As so much gradual non-Parliamentary enclosure took place during the nineteenth century, it is to be supposed that the same process was also going on right through the eighteenth century.
Buckingham is traversed by the Chiltern Hills, and so is divided into two distinct regions. About half the county lies north-west of the Chilterns, on a sub-cretaceous formation, like Bedfordshire, with fertile soil, and villages thickly scattered. The remainder consists of the chalky downs and the later formations, like most of Hertfordshire and Middlesex.
The enclosure of the south-east portion was earlier than that of the north-west part. Arthur Young in 1771 was much struck by the extent of the open fields in the latter part. The vale of Aylesbury,[100] he says, was good clay, and open field (“Eastern Tour,” p. 18). From Aylesbury to Buckingham “nearly the whole country is open field, the soil among the richest I ever saw, black putrid clay” (p. 19). “As for the landlords, what in the name of wonder is the reason of their not enclosing! All this vale would make as fine meadows as any in the world” (p. 23). However, about Hockston (Hoggeston) he saw many new enclosures (p. 24). Hoggeston itself was never enclosed by Act, but several neighbouring villages had been enclosed by Acts passed previously to 1771.
- [100] An Act for the enclosure of the common field land of Aylesbury itself was passed in the same year.
Celia Fiennes passed through the same part of Buckinghamshire about eighty years before. From Stony Stratford to Great Horwood, she says, “this country is fruitfull, full of woods, Enclosures, and rich Ground. The little towns stand pretty thicke. You have many in view” (p. 97). This does not imply anything more than very partial enclosure; for Celia Fiennes, accustomed to the complete absence of hedges of her own part of Wiltshire, always notices enclosure rather than the absence of enclosure. That many little towns should be in sight of one passing through a flat country implies that it is open, except close to the villages.
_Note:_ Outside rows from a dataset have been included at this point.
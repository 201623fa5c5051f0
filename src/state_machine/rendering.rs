//! What the host should show next

use crate::dialog::{DialogContext, Question};
use serde::{Deserialize, Serialize};
use std::collections::BTreeMap;

#[derive(Debug, Clone, PartialEq, Eq, Serialize, Deserialize)]
#[serde(tag = "type", rename_all = "snake_case")]
pub enum Rendering {
    /// Ask `question`; `context` is the one passed to render, untouched
    QuestionPrompt {
        question: Question,
        context: DialogContext,
    },
    /// Every question answered
    Completed { answers: BTreeMap<String, String> },
}

impl Rendering {
    #[must_use]
    pub fn is_completed(&self) -> bool {
        matches!(self, Rendering::Completed { .. })
    }

    #[must_use]
    pub fn question(&self) -> Option<&Question> {
        match self {
            Rendering::QuestionPrompt { question, .. } => Some(question),
            Rendering::Completed { .. } => None,
        }
    }
}
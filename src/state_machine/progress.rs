//! Dialog progress

use crate::dialog::Flow;
use serde::{Deserialize, Serialize};
use std::collections::BTreeMap;

/// How far a dialog has advanced and what has been accepted so far.
///
/// Treated as a value: transitions return a new `Progress` and never touch
/// the one they were given.
#[derive(Debug, Clone, Default, PartialEq, Eq, Serialize, Deserialize)]
pub struct Progress {
    /// Index of the question currently being asked; equals the flow length
    /// once every question has been answered
    pub position: usize,
    /// Accepted answers keyed by question id
    #[serde(default)]
    pub answers: BTreeMap<String, String>,
}

impl Progress {
    /// Progress at the first question with nothing answered
    #[must_use]
    pub fn new() -> Self {
        Self::default()
    }

    /// Progress one step further, with `answer` recorded for `question_id`
    #[must_use]
    pub fn advanced(&self, question_id: &str, answer: String) -> Self {
        let mut answers = self.answers.clone();
        answers.insert(question_id.to_string(), answer);
        Self {
            position: self.position + 1,
            answers,
        }
    }

    #[must_use]
    pub fn is_completed(&self, flow: &Flow) -> bool {
        self.position >= flow.len()
    }

    /// Whether this progress could have been produced by walking `flow`:
    /// the position is in range and the answers are keyed by exactly the
    /// questions before it.
    #[must_use]
    pub fn is_consistent_with(&self, flow: &Flow) -> bool {
        if self.position > flow.len() || self.answers.len() != self.position {
            return false;
        }
        flow.questions()[..self.position]
            .iter()
            .all(|q| self.answers.contains_key(q.id()))
    }
}
//! Dialog definitions
//!
//! Inert data the state machine walks over: questions, the flow that orders
//! them, and the caller-owned context passed through on every render.

mod context;
mod flow;
mod question;

pub use context::DialogContext;
pub use flow::{Flow, FlowError, FlowMetadata};
pub use question::Question;
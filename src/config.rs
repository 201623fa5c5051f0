//! Host configuration from the environment

use std::path::{Path, PathBuf};
use thiserror::Error;

const DEFAULT_IDENTITY: &str = "local";

#[derive(Debug, Error, PartialEq, Eq)]
pub enum ConfigError {
    #[error("no flow file given (pass a path or set DIALOG_FLOW_PATH)")]
    MissingFlowPath,
}

/// Settings for the terminal dialog host
#[derive(Debug, Clone, PartialEq, Eq)]
pub struct DialogConfig {
    /// JSON file holding the flow to run
    pub flow_path: Option<PathBuf>,
    /// Where progress is persisted between runs; in-memory when unset
    pub snapshot_path: Option<PathBuf>,
    pub user_id: String,
    pub session_id: String,
}

impl DialogConfig {
    #[must_use]
    pub fn from_env() -> Self {
        Self::from_lookup(|key| std::env::var(key).ok())
    }

    /// Build from an arbitrary key lookup; empty values count as unset
    #[must_use]
    pub fn from_lookup(lookup: impl Fn(&str) -> Option<String>) -> Self {
        let get = |key: &str| lookup(key).filter(|v| !v.trim().is_empty());
        Self {
            flow_path: get("DIALOG_FLOW_PATH").map(PathBuf::from),
            snapshot_path: get("DIALOG_SNAPSHOT_PATH").map(PathBuf::from),
            user_id: get("DIALOG_USER_ID").unwrap_or_else(|| DEFAULT_IDENTITY.to_string()),
            session_id: get("DIALOG_SESSION_ID").unwrap_or_else(|| DEFAULT_IDENTITY.to_string()),
        }
    }

    /// Override the flow path, e.g. from a command-line argument
    #[must_use]
    pub fn with_flow_path(mut self, path: Option<PathBuf>) -> Self {
        if path.is_some() {
            self.flow_path = path;
        }
        self
    }

    /// # Errors
    ///
    /// [`ConfigError::MissingFlowPath`] if no flow file was configured.
    pub fn flow_path(&self) -> Result<&Path, ConfigError> {
        self.flow_path.as_deref().ok_or(ConfigError::MissingFlowPath)
    }
}
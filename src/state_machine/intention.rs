//! Intention parsing
//!
//! A raw reply is either a plain answer or carries an embedded command:
//!
//! - `/context <data>` asks the host to change context
//! - `/answer <answer> /context <data>` answers and changes context at once
//! - anything else is a plain answer

use serde::{Deserialize, Serialize};

const CONTEXT_PREFIX: &str = "/context";
const ANSWER_PREFIX: &str = "/answer";

/// What a raw reply means
#[derive(Debug, Clone, PartialEq, Eq, Serialize, Deserialize)]
#[serde(tag = "type", rename_all = "snake_case")]
pub enum Intention {
    /// Answer to the current question
    Answer { text: String },
    /// Request for the host to change context; progress is not touched
    ChangeContext { data: String },
    /// Answer the current question, then change context
    AnswerAndChangeContext { answer: String, data: String },
}

impl Intention {
    /// Context data carried by this intention, if any
    #[must_use]
    pub fn context_data(&self) -> Option<&str> {
        match self {
            Intention::Answer { .. } => None,
            Intention::ChangeContext { data } | Intention::AnswerAndChangeContext { data, .. } => {
                Some(data)
            }
        }
    }
}

/// Turns a raw reply into an [`Intention`].
///
/// The engine holds one of these; swap it out to support a different command
/// grammar. Plain closures work too.
pub trait IntentionParser: Send + Sync {
    fn parse_intention(&self, response: &str) -> Intention;
}

impl<F> IntentionParser for F
where
    F: Fn(&str) -> Intention + Send + Sync,
{
    fn parse_intention(&self, response: &str) -> Intention {
        self(response)
    }
}

/// Default parser understanding the `/context` and `/answer` prefixes
#[derive(Debug, Clone, Copy, Default)]
pub struct IntentionDetector;

impl IntentionParser for IntentionDetector {
    fn parse_intention(&self, response: &str) -> Intention {
        let trimmed = response.trim();

        if let Some(rest) = trimmed.strip_prefix(CONTEXT_PREFIX) {
            return Intention::ChangeContext {
                data: rest.trim().to_string(),
            };
        }

        if let Some(rest) = trimmed.strip_prefix(ANSWER_PREFIX) {
            // Without a trailing /context the whole reply, prefix included,
            // is taken as the answer.
            return match rest.split_once(CONTEXT_PREFIX) {
                Some((answer, data)) => Intention::AnswerAndChangeContext {
                    answer: answer.trim().to_string(),
                    data: data.trim().to_string(),
                },
                None => Intention::Answer {
                    text: trimmed.to_string(),
                },
            };
        }

        Intention::Answer {
            text: trimmed.to_string(),
        }
    }
}
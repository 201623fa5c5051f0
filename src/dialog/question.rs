//! Question types

use serde::{Deserialize, Serialize};

/// A single question in a flow
#[derive(Debug, Clone, PartialEq, Eq, Serialize, Deserialize)]
#[serde(tag = "type", rename_all = "snake_case")]
pub enum Question {
    /// Free-form answer; anything that is not blank is accepted
    Text { id: String, prompt: String },

    /// Answer must match one of `options` exactly
    MultipleChoice {
        id: String,
        prompt: String,
        options: Vec<String>,
    },
}

impl Question {
    pub fn text(id: impl Into<String>, prompt: impl Into<String>) -> Self {
        Question::Text {
            id: id.into(),
            prompt: prompt.into(),
        }
    }

    pub fn multiple_choice<I, S>(id: impl Into<String>, prompt: impl Into<String>, options: I) -> Self
    where
        I: IntoIterator<Item = S>,
        S: Into<String>,
    {
        Question::MultipleChoice {
            id: id.into(),
            prompt: prompt.into(),
            options: options.into_iter().map(Into::into).collect(),
        }
    }

    #[must_use]
    pub fn id(&self) -> &str {
        match self {
            Question::Text { id, .. } | Question::MultipleChoice { id, .. } => id,
        }
    }

    #[must_use]
    pub fn prompt(&self) -> &str {
        match self {
            Question::Text { prompt, .. } | Question::MultipleChoice { prompt, .. } => prompt,
        }
    }

    /// Allowed answers, empty for text questions
    #[must_use]
    pub fn options(&self) -> &[String] {
        match self {
            Question::Text { .. } => &[],
            Question::MultipleChoice { options, .. } => options,
        }
    }
}
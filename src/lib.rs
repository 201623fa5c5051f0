//! Stateful dialog flows
//!
//! An in-order question/answer state machine. A [`Flow`] lists the
//! questions; [`DialogEngine`] turns the current [`Progress`] plus a reply
//! into the next `Progress` and tells the host what to show. Everything in
//! [`state_machine`] is pure; [`runtime`] is a small terminal host on top.

pub mod config;
pub mod dialog;
pub mod runtime;
pub mod state_machine;

pub use dialog::{DialogContext, Flow, FlowError, FlowMetadata, Question};
pub use state_machine::{
    Action, DialogEngine, Intention, IntentionDetector, IntentionParser, Progress, Rendering,
    TransitionError, ValidationError,
};
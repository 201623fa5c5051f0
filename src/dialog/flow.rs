//! Ordered question flows

use super::Question;
use serde::{Deserialize, Serialize};
use std::collections::{BTreeMap, HashSet};
use thiserror::Error;

/// Errors raised while building a flow
#[derive(Debug, Clone, PartialEq, Eq, Error)]
pub enum FlowError {
    #[error("duplicate question id: {id}")]
    DuplicateQuestionId { id: String },
}

/// Descriptive flow-level data; never consulted by the state machine
#[derive(Debug, Clone, Default, PartialEq, Eq, Serialize, Deserialize)]
pub struct FlowMetadata {
    /// e.g. "user_onboarding", "customer_survey"
    pub flow_type: String,
    #[serde(default)]
    pub metadata: BTreeMap<String, String>,
}

impl FlowMetadata {
    pub fn new(flow_type: impl Into<String>) -> Self {
        Self {
            flow_type: flow_type.into(),
            metadata: BTreeMap::new(),
        }
    }

    #[must_use]
    pub fn with_entry(mut self, key: impl Into<String>, value: impl Into<String>) -> Self {
        self.metadata.insert(key.into(), value.into());
        self
    }

    #[must_use]
    pub fn priority(&self) -> Option<&str> {
        self.metadata.get("priority").map(String::as_str)
    }
}

/// An ordered, immutable list of questions
///
/// Question ids are unique within a flow; both constructors and
/// deserialization reject duplicates.
#[derive(Debug, Clone, PartialEq, Eq, Serialize, Deserialize)]
#[serde(try_from = "RawFlow")]
pub struct Flow {
    questions: Vec<Question>,
    #[serde(skip_serializing_if = "Option::is_none")]
    metadata: Option<FlowMetadata>,
}

#[derive(Deserialize)]
struct RawFlow {
    questions: Vec<Question>,
    #[serde(default)]
    metadata: Option<FlowMetadata>,
}

impl TryFrom<RawFlow> for Flow {
    type Error = FlowError;

    fn try_from(raw: RawFlow) -> Result<Self, Self::Error> {
        Flow::build(raw.questions, raw.metadata)
    }
}

impl Flow {
    /// # Errors
    ///
    /// Returns [`FlowError::DuplicateQuestionId`] if two questions share an id.
    pub fn new(questions: Vec<Question>) -> Result<Self, FlowError> {
        Self::build(questions, None)
    }

    /// # Errors
    ///
    /// Returns [`FlowError::DuplicateQuestionId`] if two questions share an id.
    pub fn with_metadata(questions: Vec<Question>, metadata: FlowMetadata) -> Result<Self, FlowError> {
        Self::build(questions, Some(metadata))
    }

    fn build(questions: Vec<Question>, metadata: Option<FlowMetadata>) -> Result<Self, FlowError> {
        let mut seen = HashSet::new();
        for question in &questions {
            if !seen.insert(question.id()) {
                return Err(FlowError::DuplicateQuestionId {
                    id: question.id().to_string(),
                });
            }
        }
        Ok(Self { questions, metadata })
    }

    #[must_use]
    pub fn questions(&self) -> &[Question] {
        &self.questions
    }

    #[must_use]
    pub fn question(&self, position: usize) -> Option<&Question> {
        self.questions.get(position)
    }

    #[must_use]
    pub fn len(&self) -> usize {
        self.questions.len()
    }

    #[must_use]
    pub fn is_empty(&self) -> bool {
        self.questions.is_empty()
    }

    #[must_use]
    pub fn metadata(&self) -> Option<&FlowMetadata> {
        self.metadata.as_ref()
    }
}
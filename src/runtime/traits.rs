//! Trait abstractions for runtime I/O
//!
//! These traits let the runtime persist progress without knowing where it
//! ends up, and let tests swap in memory-backed stores.

use std::io;

/// Storage for a single dialog's snapshot bytes
pub trait SnapshotStore {
    /// The last saved snapshot, or `None` if nothing was ever saved
    fn load(&self) -> io::Result<Option<Vec<u8>>>;

    fn save(&mut self, bytes: &[u8]) -> io::Result<()>;
}

// ============================================================================
// Box implementation for trait objects
// ============================================================================

impl<T: SnapshotStore + ?Sized> SnapshotStore for Box<T> {
    fn load(&self) -> io::Result<Option<Vec<u8>>> {
        (**self).load()
    }

    fn save(&mut self, bytes: &[u8]) -> io::Result<()> {
        (**self).save(bytes)
    }
}
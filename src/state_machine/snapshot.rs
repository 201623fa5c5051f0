//! Snapshot encoding for progress
//!
//! Snapshots are UTF-8 JSON: `{"position": 1, "answers": {"name": "Bob"}}`.

use super::Progress;
use crate::dialog::Flow;
use thiserror::Error;

#[derive(Debug, Error)]
pub enum SnapshotError {
    #[error("snapshot is not valid UTF-8: {0}")]
    Utf8(#[from] std::str::Utf8Error),
    #[error("snapshot is not a progress record: {0}")]
    Json(#[from] serde_json::Error),
    #[error("snapshot at position {position} does not fit a flow of {len} questions")]
    Inconsistent { position: usize, len: usize },
}

#[must_use]
pub fn encode(progress: &Progress) -> Vec<u8> {
    // A string-keyed map of strings always serializes.
    serde_json::to_vec(progress).unwrap_or_default()
}

/// Decode a snapshot and check it could belong to `flow`.
///
/// # Errors
///
/// Fails on invalid UTF-8, JSON that does not describe a progress record,
/// or a record that `flow` could never have produced.
pub fn decode(bytes: &[u8], flow: &Flow) -> Result<Progress, SnapshotError> {
    let text = std::str::from_utf8(bytes)?;
    let progress: Progress = serde_json::from_str(text)?;
    if !progress.is_consistent_with(flow) {
        return Err(SnapshotError::Inconsistent {
            position: progress.position,
            len: flow.len(),
        });
    }
    Ok(progress)
}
Leland, in 1536, came from Bedfordshire along the boundary between Herts and Bucks and into the extreme south of Buckinghamshire, and found that enclosures had already begun. He describes the whole county in one luminous sentence, “Looke as the countrye of the Vale of Alesbury for the most part is clean barren of wood, and is champaine, soe is all the Chilterne well woodid and full of Enclosures” (fol. 192 a).
It seems quite clear, then, that the enclosure movement of the south-east of Berkshire was ancient; that it moved up the long slope of the Chilterns from the Thames and Middlesex, but stopped at the open chalk downs which marked the summit of the range; and that the movement which affected the enclosure of the Vale of Aylesbury and all north-western Buckinghamshire was part of the general enclosure movement of the Midlands, spreading southwards from Leicester and Northampton, as we have seen it spread eastwards.
Oxford.
Oxfordshire may be termed a sister county to Buckinghamshire; but by far the greater part of the county lies north-west of the Chiltern Hills, which occupy the south east extremity. We find, as we should expect, that the history of the enclosure of Oxfordshire resembles that of Bedfordshire and of North-West Buckinghamshire; 45·6 per cent. of the area of Oxfordshire underwent Parliamentary enclosure compared with 46·0 per cent. of Bedfordshire and 34·2 per cent. of Bucks; in Oxford about 62 per cent. of the total Parliamentary enclosure belonged to the eighteenth century, in Bedford 54 per cent., in Buckinghamshire 66 per cent. Oxford, however, is remarkable for the extent of the enclosure (eighteen Acts enclosing 23,578 acres) under the General Enclosure Act of 1845.
Richard Davis, the Board of Agriculture reporter, while he gives a very full statement of the methods of cultivating the common fields of the county, makes no statement with regard to their extent.